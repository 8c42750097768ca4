//! Parameter sweeps.
//!
//! Each sweep point clones the problem, substitutes one value and runs an
//! independent local solve. Points run in parallel on the rayon thread pool and
//! share no mutable state.

use log::info;
use rayon::prelude::*;

use crate::error::{GpError, Result};
use crate::expr::Variable;
use crate::problem::Problem;
use crate::sp::{LocalSolution, ScaConfig};

/// Outcome of one sweep point.
#[derive(Debug)]
pub struct SweepPoint {
    /// Substituted value, in the swept variable's unit.
    pub value: f64,
    /// Local solve outcome at this value.
    pub result: Result<LocalSolution>,
}

impl SweepPoint {
    /// Optimal cost, if the solve succeeded.
    pub fn cost(&self) -> Option<f64> {
        self.result.as_ref().ok().map(LocalSolution::cost)
    }

    /// Value of a variable at this point's solution, if the solve succeeded.
    pub fn value_of(&self, var: &Variable) -> Option<f64> {
        self.result.as_ref().ok().and_then(|s| s.value(var))
    }
}

/// Solve `problem` once per value of `var`, in parallel.
///
/// Results are returned in the order of `values`. A failed point (for example an
/// infeasible one) does not stop the others.
pub fn sweep(
    problem: &Problem,
    var: &Variable,
    values: &[f64],
    config: &ScaConfig,
) -> Result<Vec<SweepPoint>> {
    if !problem.variables().contains(var) {
        return Err(GpError::InvalidProblem(format!(
            "swept variable '{}' does not appear in the problem",
            var
        )));
    }

    let points: Vec<SweepPoint> = values
        .par_iter()
        .map(|&value| SweepPoint {
            value,
            result: problem
                .with_substitution(var, value)
                .localsolve_with(config.clone()),
        })
        .collect();

    let failed = points.iter().filter(|p| p.result.is_err()).count();
    info!(
        "swept '{}' over {} values ({} failed)",
        var,
        points.len(),
        failed
    );
    Ok(points)
}

#[cfg(test)]
mod tests {
    use super::*;
    use crate::constraints::ConstraintExt;
    use crate::expr::{parameter, scalar_var};
    use approx::assert_relative_eq;

    #[test]
    fn test_sweep_order_and_values() {
        // minimize x s.t. x >= k
        let x = scalar_var("x");
        let k = parameter("k", 1.0, "-").unwrap();
        let problem = Problem::minimize(&x)
            .subject_to([x.geq(&k).unwrap()])
            .build();

        let values = [1.0, 2.0, 4.0, 8.0];
        let points = sweep(&problem, &k, &values, &ScaConfig::default()).unwrap();
        assert_eq!(points.len(), 4);
        for (p, v) in points.iter().zip(values) {
            assert_eq!(p.value, v);
            assert_relative_eq!(p.cost().unwrap(), v, max_relative = 1e-4);
            assert_relative_eq!(p.value_of(&x).unwrap(), v, max_relative = 1e-4);
        }
    }

    #[test]
    fn test_failed_point_does_not_stop_sweep() {
        // x <= 1, x >= k: infeasible for k = 2
        let x = scalar_var("x");
        let k = parameter("k", 0.5, "-").unwrap();
        let problem = Problem::minimize(&x)
            .subject_to([x.leq(1.0).unwrap(), x.geq(&k).unwrap()])
            .build();

        let points = sweep(&problem, &k, &[0.5, 2.0], &ScaConfig::default()).unwrap();
        assert!(points[0].result.is_ok());
        assert!(points[1].result.as_ref().unwrap_err().is_infeasible());
    }

    #[test]
    fn test_unknown_variable_rejected() {
        let x = scalar_var("x");
        let other = scalar_var("z");
        let problem = Problem::minimize(&x)
            .subject_to([x.geq(1.0).unwrap()])
            .build();
        assert!(sweep(&problem, &other, &[1.0], &ScaConfig::default()).is_err());
    }
}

★ ★ ★ ★ ★

• Aim of the task
In the records above, find each line that mentions the word "succeeded", and copy it.

• Exercise solution
    /// Optimal cost, if the solve succeeded.
    /// Value of a variable at this point's solution, if the solve succeeded.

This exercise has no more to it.